▶ **Activity**:
Work through the material beneath and count the lines that include "names"; the answer is that number alone.

▶ **Data to use**:

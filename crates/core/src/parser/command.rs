//! Translation of a merged schema into a `clap::Command`

use crate::schema::builtins::POSITIONAL;
use crate::schema::{MergedSchema, OptionGroup, OptionKind};
use crate::utils::kebab_case;
use clap::{Arg, ArgAction, Command};
use std::collections::HashSet;

/// A clap command plus the option names it actually declares
pub struct Grammar {
    pub command: Command,
    pub declared: HashSet<String>,
}

/// Heading built-in and tool options are listed under in help output
pub const GENERAL_HEADING: &str = "OPTIONS";

/// Heading plugin options are grouped under in help output
pub fn plugin_heading(id: &str) -> String {
    format!("[+] {} Options", kebab_case(id))
}

/// Build the clap grammar for `schema`.
///
/// Each option gets a kebab-case long flag and, when it differs, its schema
/// name as an alias (`--config-path` / `--configPath`). Value-taking options
/// accept negative numbers (`--arg -5`). Two options whose
/// spellings clash keep the first one; the second is logged and skipped.
pub fn build_grammar(tool: &str, schema: &MergedSchema, usage: Option<&str>) -> Grammar {
    let mut command = Command::new(tool.to_string())
        .no_binary_name(true)
        .disable_help_flag(true)
        .disable_version_flag(true)
        .args_override_self(true);
    if let Some(usage) = usage {
        command = command.override_usage(usage.to_string());
    }

    let mut spellings: HashSet<String> = HashSet::new();
    let mut declared = HashSet::new();

    for (name, entry) in schema.iter() {
        if name == POSITIONAL {
            continue;
        }
        let long = kebab_case(name);
        if spellings.contains(&long) || spellings.contains(name) {
            tracing::warn!("Option '{}' clashes with an existing flag spelling; ignoring it", name);
            continue;
        }

        let mut arg = Arg::new(name.to_string()).long(long.clone());
        spellings.insert(long.clone());
        if long != name {
            arg = arg.visible_alias(name.to_string());
            spellings.insert(name.to_string());
        }
        if let Some(description) = &entry.descriptor.description {
            arg = arg.help(description.clone());
        }
        arg = match entry.descriptor.kind {
            OptionKind::Boolean => arg.action(ArgAction::SetTrue),
            OptionKind::String => arg.action(ArgAction::Set).num_args(1).allow_negative_numbers(true),
            OptionKind::StringArray => arg
                .action(ArgAction::Append)
                .num_args(1..)
                .allow_negative_numbers(true),
        };
        arg = match &entry.group {
            OptionGroup::General => arg.help_heading(GENERAL_HEADING),
            OptionGroup::Plugin(id) => arg.help_heading(plugin_heading(id)),
        };

        command = command.arg(arg);
        declared.insert(name.to_string());
    }

    command = command.arg(
        Arg::new(POSITIONAL)
            .num_args(1..)
            .action(ArgAction::Append)
            .hide(true),
    );

    Grammar { command, declared }
}
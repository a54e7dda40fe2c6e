//! Environment context interface
//!
//! Every component reads the working directory and environment variables
//! through this trait, so the one process-wide side effect (changing the
//! working directory) is explicit and can be replaced in tests.

use crate::error::Result;
use std::path::{Path, PathBuf};

/// Trait for access to process-level state
pub trait Environment {
    /// Current working directory
    fn current_dir(&self) -> Result<PathBuf>;

    /// Change the working directory
    fn set_current_dir(&mut self, dir: &Path) -> Result<()>;

    /// Read an environment variable
    fn var(&self, key: &str) -> Option<String>;

    /// Path of the executable currently running, if known
    fn current_exe(&self) -> Option<PathBuf>;

    /// Resolve `path` against the current working directory
    fn resolve_path(&self, path: &Path) -> Result<PathBuf> {
        if path.is_absolute() {
            Ok(path.to_path_buf())
        } else {
            Ok(self.current_dir()?.join(path))
        }
    }
}
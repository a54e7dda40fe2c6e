//! Case conversions between option names, flags, plugin ids and env vars

fn words(name: &str) -> Vec<String> {
    let mut words = Vec::new();
    let mut current = String::new();
    let mut prev_lower = false;

    for ch in name.chars() {
        if ch == '-' || ch == '_' || ch == ' ' || ch == '.' {
            if !current.is_empty() {
                words.push(std::mem::take(&mut current));
            }
            prev_lower = false;
            continue;
        }
        if ch.is_uppercase() && prev_lower && !current.is_empty() {
            words.push(std::mem::take(&mut current));
        }
        prev_lower = ch.is_lowercase() || ch.is_ascii_digit();
        current.extend(ch.to_lowercase());
    }
    if !current.is_empty() {
        words.push(current);
    }
    words
}

/// `other-module` -> `otherModule`
pub fn camel_case(name: &str) -> String {
    let mut out = String::with_capacity(name.len());
    for (i, word) in words(name).iter().enumerate() {
        if i == 0 {
            out.push_str(word);
            continue;
        }
        let mut chars = word.chars();
        if let Some(first) = chars.next() {
            out.extend(first.to_uppercase());
            out.push_str(chars.as_str());
        }
    }
    out
}

/// `configPath` -> `config-path`
pub fn kebab_case(name: &str) -> String {
    words(name).join("-")
}

/// `configPath` -> `CONFIG_PATH`
pub fn screaming_snake_case(name: &str) -> String {
    words(name).join("_").to_uppercase()
}

/// Name of the environment variable feeding `option` for `tool`
pub fn env_var_name(tool: &str, option: &str) -> String {
    format!("{}_{}", screaming_snake_case(tool), screaming_snake_case(option))
}
pub mod naming;
pub mod serde_helpers;

pub use naming::{camel_case, env_var_name, kebab_case, screaming_snake_case};
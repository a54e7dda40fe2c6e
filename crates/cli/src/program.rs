use crate::plugins::JsonFormat;
use anyhow::{Context, Result};
use pawn_core::{OptionDescriptor, OptionSchema, Program, Session};
use serde::Serialize;
use serde_json::Value;
use std::collections::BTreeMap;
use std::path::PathBuf;

/// What the `pawn` binary prints for a session
#[derive(Debug, Serialize)]
pub struct SessionDump<'a> {
    /// Binary that produced the dump; tells a local install from the global one
    pub executable: Option<String>,
    pub args: &'a [String],
    pub options: &'a BTreeMap<String, Value>,
    pub plugins: Vec<&'a str>,
}

/// Prints the resolved session as JSON
#[derive(Debug, Clone, Default)]
pub struct EchoProgram {
    executable: Option<PathBuf>,
}

impl EchoProgram {
    pub fn new(executable: Option<PathBuf>) -> Self {
        Self { executable }
    }

    pub fn render(&self, session: &Session) -> Result<String> {
        let dump = SessionDump {
            executable: self.executable.as_ref().map(|p| p.display().to_string()),
            args: &session.args,
            options: &session.options,
            plugins: session.plugins.ids().collect(),
        };

        let pretty = session.plugins.get_as::<JsonFormat>("json").is_some() && session.flag("pretty");
        let rendered = if pretty {
            serde_json::to_string_pretty(&dump)
        } else {
            serde_json::to_string(&dump)
        };
        rendered.context("Failed to serialize session")
    }
}

impl Program for EchoProgram {
    fn options(&self) -> OptionSchema {
        OptionSchema::new().with("arg", OptionDescriptor::string().with_description("Value echoed back in the session."))
    }

    fn usage(&self) -> Option<String> {
        Some("  pawn [options] [args...]".to_string())
    }

    fn execute(&self, session: &Session) -> Result<()> {
        println!("{}", self.render(session)?);
        Ok(())
    }
}
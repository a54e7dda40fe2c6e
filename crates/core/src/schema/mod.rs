//! Option schemas
//!
//! An [`OptionSchema`] is one authored layer (built-ins, the tool, a plugin).
//! A [`MergedSchema`] is the flat grammar a parse pass runs against; it is
//! never mutated, every extension returns a new value with a bumped version.

use crate::error::{Error, Result};
use crate::impl_case_insensitive_deserialize;
use indexmap::IndexMap;
use serde::{Deserialize, Serialize};
use serde_json::Value;

pub mod builtins;

pub use builtins::{builtin_options, is_internal_key, INTERNAL_KEYS};

/// Value shape of an option
#[derive(Debug, Clone, Copy, PartialEq, Eq, Hash, Serialize)]
#[serde(rename_all = "lowercase")]
pub enum OptionKind {
    Boolean,
    String,
    #[serde(rename = "array")]
    StringArray,
}

impl_case_insensitive_deserialize!(
    OptionKind,
    Boolean => ["boolean", "bool"],
    String => ["string"],
    StringArray => ["array", "stringarray"]
);

impl OptionKind {
    pub fn takes_value(self) -> bool {
        !matches!(self, OptionKind::Boolean)
    }
}

/// Declaration of a single option
#[derive(Debug, Clone, PartialEq, Serialize, Deserialize)]
pub struct OptionDescriptor {
    #[serde(rename = "type")]
    pub kind: OptionKind,

    #[serde(default, skip_serializing_if = "Option::is_none", alias = "describe")]
    pub description: Option<String>,

    /// Lowest-precedence value, used when no other layer supplies one
    #[serde(default, skip_serializing_if = "Option::is_none")]
    pub default: Option<Value>,
}

impl OptionDescriptor {
    pub fn new(kind: OptionKind) -> Self {
        Self {
            kind,
            description: None,
            default: None,
        }
    }

    pub fn boolean() -> Self {
        Self::new(OptionKind::Boolean)
    }

    pub fn string() -> Self {
        Self::new(OptionKind::String)
    }

    pub fn string_array() -> Self {
        Self::new(OptionKind::StringArray)
    }

    pub fn with_description(mut self, description: impl Into<String>) -> Self {
        self.description = Some(description.into());
        self
    }

    pub fn with_default(mut self, default: impl Into<Value>) -> Self {
        self.default = Some(default.into());
        self
    }
}

/// One authored layer of options, in declaration order
#[derive(Debug, Clone, Default, PartialEq, Serialize, Deserialize)]
#[serde(transparent)]
pub struct OptionSchema {
    options: IndexMap<String, OptionDescriptor>,
}

impl OptionSchema {
    pub fn new() -> Self {
        Self::default()
    }

    /// Builder method adding (or replacing) an option
    pub fn with(mut self, name: impl Into<String>, descriptor: OptionDescriptor) -> Self {
        self.options.insert(name.into(), descriptor);
        self
    }

    pub fn get(&self, name: &str) -> Option<&OptionDescriptor> {
        self.options.get(name)
    }

    pub fn contains(&self, name: &str) -> bool {
        self.options.contains_key(name)
    }

    pub fn is_empty(&self) -> bool {
        self.options.is_empty()
    }

    pub fn len(&self) -> usize {
        self.options.len()
    }

    pub fn names(&self) -> impl Iterator<Item = &str> {
        self.options.keys().map(String::as_str)
    }

    pub fn iter(&self) -> impl Iterator<Item = (&str, &OptionDescriptor)> {
        self.options.iter().map(|(name, d)| (name.as_str(), d))
    }
}

impl<S: Into<String>> FromIterator<(S, OptionDescriptor)> for OptionSchema {
    fn from_iter<I: IntoIterator<Item = (S, OptionDescriptor)>>(iter: I) -> Self {
        Self {
            options: iter.into_iter().map(|(n, d)| (n.into(), d)).collect(),
        }
    }
}

/// Help-text group an option is listed under
#[derive(Debug, Clone, PartialEq, Eq, Hash)]
pub enum OptionGroup {
    /// Built-ins and the tool's own options
    General,
    /// Options contributed by the plugin with this identifier
    Plugin(String),
}

impl OptionGroup {
    fn describe(&self) -> String {
        match self {
            OptionGroup::General => "the tool".to_string(),
            OptionGroup::Plugin(id) => format!("plugin '{id}'"),
        }
    }
}

/// What happens when a layer re-declares an option that is already present
#[derive(Debug, Clone, Copy, Default, PartialEq, Eq)]
pub enum CollisionPolicy {
    /// The later layer silently wins
    #[default]
    Override,
    /// A collision between different groups is an error
    Reject,
}

#[derive(Debug, Clone, PartialEq)]
pub struct SchemaEntry {
    pub descriptor: OptionDescriptor,
    pub group: OptionGroup,
}

/// Flat grammar assembled from layers; name uniqueness holds by construction
#[derive(Debug, Clone, PartialEq)]
pub struct MergedSchema {
    version: u32,
    entries: IndexMap<String, SchemaEntry>,
}

impl MergedSchema {
    /// Schema holding only the built-in options
    pub fn builtins() -> Self {
        let entries = builtin_options()
            .iter()
            .map(|(name, d)| {
                (
                    name.to_string(),
                    SchemaEntry {
                        descriptor: d.clone(),
                        group: OptionGroup::General,
                    },
                )
            })
            .collect();
        Self { version: 0, entries }
    }

    /// Return a new schema with `layer` merged on top of this one
    pub fn extend(
        &self,
        layer: &OptionSchema,
        group: OptionGroup,
        policy: CollisionPolicy,
    ) -> Result<MergedSchema> {
        let mut entries = self.entries.clone();

        for (name, descriptor) in layer.iter() {
            if let Some(existing) = entries.get(name) {
                if policy == CollisionPolicy::Reject && existing.group != group {
                    return Err(Error::OptionCollision {
                        name: name.to_string(),
                        existing: existing.group.describe(),
                        incoming: group.describe(),
                    });
                }
                tracing::debug!(
                    "Option '{}' from {} overrides the one from {}",
                    name,
                    group.describe(),
                    existing.group.describe()
                );
            }
            entries.insert(
                name.to_string(),
                SchemaEntry {
                    descriptor: descriptor.clone(),
                    group: group.clone(),
                },
            );
        }

        Ok(MergedSchema {
            version: self.version + 1,
            entries,
        })
    }

    pub fn version(&self) -> u32 {
        self.version
    }

    pub fn get(&self, name: &str) -> Option<&SchemaEntry> {
        self.entries.get(name)
    }

    pub fn contains(&self, name: &str) -> bool {
        self.entries.contains_key(name)
    }

    pub fn len(&self) -> usize {
        self.entries.len()
    }

    pub fn is_empty(&self) -> bool {
        self.entries.is_empty()
    }

    pub fn iter(&self) -> impl Iterator<Item = (&str, &SchemaEntry)> {
        self.entries.iter().map(|(name, e)| (name.as_str(), e))
    }
}

#[cfg(test)]
mod tests {
    use super::*;
    use serde_json::json;

    #[test]
    fn test_builtins_schema() {
        let schema = MergedSchema::builtins();
        assert_eq!(schema.version(), 0);
        for name in ["help", "version", "cwd", "configPath", "plugins"] {
            assert!(schema.contains(name), "missing built-in {name}");
        }
        assert_eq!(schema.get("plugins").unwrap().descriptor.kind, OptionKind::StringArray);
    }

    #[test]
    fn test_extend_returns_new_version() {
        let base = MergedSchema::builtins();
        let layer = OptionSchema::new().with("arg", OptionDescriptor::string());

        let extended = base
            .extend(&layer, OptionGroup::General, CollisionPolicy::Override)
            .unwrap();

        assert_eq!(extended.version(), 1);
        assert!(extended.contains("arg"));
        assert!(!base.contains("arg"));
    }

    #[test]
    fn test_later_layer_wins() {
        let tool = OptionSchema::new().with("test", OptionDescriptor::boolean());
        let plugin = OptionSchema::new().with("test", OptionDescriptor::string());

        let schema = MergedSchema::builtins()
            .extend(&tool, OptionGroup::General, CollisionPolicy::Override)
            .unwrap()
            .extend(&plugin, OptionGroup::Plugin("module".into()), CollisionPolicy::Override)
            .unwrap();

        let entry = schema.get("test").unwrap();
        assert_eq!(entry.descriptor.kind, OptionKind::String);
        assert_eq!(entry.group, OptionGroup::Plugin("module".into()));
    }

    #[test]
    fn test_reject_policy_reports_collision() {
        let tool = OptionSchema::new().with("test", OptionDescriptor::boolean());
        let plugin = OptionSchema::new().with("test", OptionDescriptor::string());

        let err = MergedSchema::builtins()
            .extend(&tool, OptionGroup::General, CollisionPolicy::Reject)
            .unwrap()
            .extend(&plugin, OptionGroup::Plugin("module".into()), CollisionPolicy::Reject)
            .unwrap_err();

        assert!(matches!(err, Error::OptionCollision { ref name, .. } if name == "test"));
    }

    #[test]
    fn test_deserialize_schema_layer() {
        let layer: OptionSchema = serde_json::from_value(json!({
            "test": { "type": "string", "description": "A plugin option" },
            "verbose": { "type": "Boolean", "default": false },
            "tags": { "type": "array" }
        }))
        .unwrap();

        assert_eq!(layer.len(), 3);
        assert_eq!(layer.names().collect::<Vec<_>>(), vec!["test", "verbose", "tags"]);
        assert_eq!(layer.get("verbose").unwrap().default, Some(json!(false)));
        assert_eq!(layer.get("tags").unwrap().kind, OptionKind::StringArray);
    }
}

▶ **Response box**:
4